#### EXERCISE AIM:
Would you repeat all the lines below, exactly as they stand?

(Saved data entries)
//! Control socket connection to an engine.
//!
//! A plain loopback TCP stream. Writes are whole lines; reads are either a
//! bounded wait for a response or a non-blocking drain of whatever is buffered.

use std::io;
use std::net::{Ipv4Addr, SocketAddr};
use std::time::Duration;

use thiserror::Error;
use tokio::io::{AsyncReadExt, AsyncWriteExt};
use tokio::net::TcpStream;

use super::protocol::{strip_prompts, EngineCommand};

/// Read chunk size for drains and responses.
const READ_CHUNK: usize = 512;

#[derive(Error, Debug)]
pub enum IpcError {
  #[error("Connection failed: {0}")]
  ConnectionFailed(String),
  #[error("Write failed: {0}")]
  WriteFailed(#[source] io::Error),
  #[error("Read failed: {0}")]
  ReadFailed(#[source] io::Error),
  #[error("Response timeout")]
  Timeout,
  #[error("Disconnected")]
  Disconnected,
}

/// What a non-blocking poll of the socket found.
#[derive(Debug, Clone, PartialEq, Eq)]
pub enum SocketHealth {
  /// Nothing to read, connection alive.
  Idle,
  /// Connection alive, the engine printed something.
  Output(String),
  /// The engine closed the connection or the socket is in error.
  Closed,
}

/// Control connection to one engine process.
#[derive(Debug)]
pub struct ControlSocket {
  stream: TcpStream,
  port: u16,
}

impl ControlSocket {
  /// Connect to the engine listening on `127.0.0.1:port`.
  ///
  /// Makes one attempt plus up to `retries` more, sleeping `interval` between
  /// them.
  pub async fn connect(port: u16, retries: u32, interval: Duration) -> Result<Self, IpcError> {
    let mut last_error = None;

    for attempt in 0..=retries {
      if attempt > 0 {
        tokio::time::sleep(interval).await;
      }

      match Self::try_connect(port).await {
        Ok(socket) => return Ok(socket),
        Err(e) => {
          log::debug!("Control connect to port {} attempt {} failed: {}", port, attempt + 1, e);
          last_error = Some(e);
        }
      }
    }

    Err(last_error.unwrap_or_else(|| IpcError::ConnectionFailed("Unknown error".into())))
  }

  async fn try_connect(port: u16) -> Result<Self, IpcError> {
    let addr = SocketAddr::from((Ipv4Addr::LOCALHOST, port));
    let stream = TcpStream::connect(addr)
      .await
      .map_err(|e| IpcError::ConnectionFailed(e.to_string()))?;
    let _ = stream.set_nodelay(true);
    Ok(Self { stream, port })
  }

  pub fn port(&self) -> u16 {
    self.port
  }

  /// Write one command line.
  pub async fn send(&mut self, cmd: &EngineCommand) -> Result<(), IpcError> {
    log::debug!("Engine {} <- {}", self.port, cmd);
    self
      .stream
      .write_all(&cmd.encode())
      .await
      .map_err(IpcError::WriteFailed)?;
    self.stream.flush().await.map_err(IpcError::WriteFailed)
  }

  /// Wait for the next chunk of output, at most `max_bytes` long.
  pub async fn read_response(&mut self, max_bytes: usize, timeout: Duration) -> Result<String, IpcError> {
    let mut buf = vec![0u8; max_bytes.max(1)];
    match tokio::time::timeout(timeout, self.stream.read(&mut buf)).await {
      Ok(Ok(0)) => Err(IpcError::Disconnected),
      Ok(Ok(n)) => Ok(String::from_utf8_lossy(&buf[..n]).into_owned()),
      Ok(Err(e)) => Err(IpcError::ReadFailed(e)),
      Err(_) => Err(IpcError::Timeout),
    }
  }

  /// Discard everything currently buffered without waiting.
  ///
  /// Returns the discarded text so callers can log it.
  pub fn drain(&mut self) -> Result<String, IpcError> {
    if let Ok(Some(e)) = self.stream.take_error() {
      return Err(IpcError::ReadFailed(e));
    }

    let mut drained = Vec::new();
    let mut buf = [0u8; READ_CHUNK];
    loop {
      match self.stream.try_read(&mut buf) {
        Ok(0) => return Err(IpcError::Disconnected),
        Ok(n) => drained.extend_from_slice(&buf[..n]),
        Err(e) if e.kind() == io::ErrorKind::WouldBlock => break,
        Err(e) => return Err(IpcError::ReadFailed(e)),
      }
    }
    Ok(String::from_utf8_lossy(&drained).into_owned())
  }

  /// Non-blocking check for crash or pending output.
  pub fn poll_health(&mut self) -> SocketHealth {
    match self.drain() {
      Ok(text) if text.is_empty() => SocketHealth::Idle,
      Ok(text) => SocketHealth::Output(strip_prompts(&text)),
      Err(e) => {
        log::debug!("Engine {} control socket closed: {}", self.port, e);
        SocketHealth::Closed
      }
    }
  }
}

#### THE COMPLETED TASK:
//! Control socket connection to an engine.
//!
//! A plain loopback TCP stream. Writes are whole lines; reads are either a
//! bounded wait for a response or a non-blocking drain of whatever is buffered.

use std::io;
use std::net::{Ipv4Addr, SocketAddr};
use std::time::Duration;

use thiserror::Error;
use tokio::io::{AsyncReadExt, AsyncWriteExt};
use tokio::net::TcpStream;

use super::protocol::{strip_prompts, EngineCommand};

/// Read chunk size for drains and responses.
const READ_CHUNK: usize = 512;

#[derive(Error, Debug)]
pub enum IpcError {
  #[error("Connection failed: {0}")]
  ConnectionFailed(String),
  #[error("Write failed: {0}")]
  WriteFailed(#[source] io::Error),
  #[error("Read failed: {0}")]
  ReadFailed(#[source] io::Error),
  #[error("Response timeout")]
  Timeout,
  #[error("Disconnected")]
  Disconnected,
}

/// What a non-blocking poll of the socket found.
#[derive(Debug, Clone, PartialEq, Eq)]
pub enum SocketHealth {
  /// Nothing to read, connection alive.
  Idle,
  /// Connection alive, the engine printed something.
  Output(String),
  /// The engine closed the connection or the socket is in error.
  Closed,
}

/// Control connection to one engine process.
#[derive(Debug)]
pub struct ControlSocket {
  stream: TcpStream,
  port: u16,
}

impl ControlSocket {
  /// Connect to the engine listening on `127.0.0.1:port`.
  ///
  /// Makes one attempt plus up to `retries` more, sleeping `interval` between
  /// them.
  pub async fn connect(port: u16, retries: u32, interval: Duration) -> Result<Self, IpcError> {
    let mut last_error = None;

    for attempt in 0..=retries {
      if attempt > 0 {
        tokio::time::sleep(interval).await;
      }

      match Self::try_connect(port).await {
        Ok(socket) => return Ok(socket),
        Err(e) => {
          log::debug!("Control connect to port {} attempt {} failed: {}", port, attempt + 1, e);
          last_error = Some(e);
        }
      }
    }

    Err(last_error.unwrap_or_else(|| IpcError::ConnectionFailed("Unknown error".into())))
  }

  async fn try_connect(port: u16) -> Result<Self, IpcError> {
    let addr = SocketAddr::from((Ipv4Addr::LOCALHOST, port));
    let stream = TcpStream::connect(addr)
      .await
      .map_err(|e| IpcError::ConnectionFailed(e.to_string()))?;
    let _ = stream.set_nodelay(true);
    Ok(Self { stream, port })
  }

  pub fn port(&self) -> u16 {
    self.port
  }

  /// Write one command line.
  pub async fn send(&mut self, cmd: &EngineCommand) -> Result<(), IpcError> {
    log::debug!("Engine {} <- {}", self.port, cmd);
    self
      .stream
      .write_all(&cmd.encode())
      .await
      .map_err(IpcError::WriteFailed)?;
    self.stream.flush().await.map_err(IpcError::WriteFailed)
  }

  /// Wait for the next chunk of output, at most `max_bytes` long.
  pub async fn read_response(&mut self, max_bytes: usize, timeout: Duration) -> Result<String, IpcError> {
    let mut buf = vec![0u8; max_bytes.max(1)];
    match tokio::time::timeout(timeout, self.stream.read(&mut buf)).await {
      Ok(Ok(0)) => Err(IpcError::Disconnected),
      Ok(Ok(n)) => Ok(String::from_utf8_lossy(&buf[..n]).into_owned()),
      Ok(Err(e)) => Err(IpcError::ReadFailed(e)),
      Err(_) => Err(IpcError::Timeout),
    }
  }

  /// Discard everything currently buffered without waiting.
  ///
  /// Returns the discarded text so callers can log it.
  pub fn drain(&mut self) -> Result<String, IpcError> {
    if let Ok(Some(e)) = self.stream.take_error() {
      return Err(IpcError::ReadFailed(e));
    }

    let mut drained = Vec::new();
    let mut buf = [0u8; READ_CHUNK];
    loop {
      match self.stream.try_read(&mut buf) {
        Ok(0) => return Err(IpcError::Disconnected),
        Ok(n) => drained.extend_from_slice(&buf[..n]),
        Err(e) if e.kind() == io::ErrorKind::WouldBlock => break,
        Err(e) => return Err(IpcError::ReadFailed(e)),
      }
    }
    Ok(String::from_utf8_lossy(&drained).into_owned())
  }

  /// Non-blocking check for crash or pending output.
  pub fn poll_health(&mut self) -> SocketHealth {
    match self.drain() {
      Ok(text) if text.is_empty() => SocketHealth::Idle,
      Ok(text) => SocketHealth::Output(strip_prompts(&text)),
      Err(e) => {
        log::debug!("Engine {} control socket closed: {}", self.port, e);
        SocketHealth::Closed
      }
    }
  }
}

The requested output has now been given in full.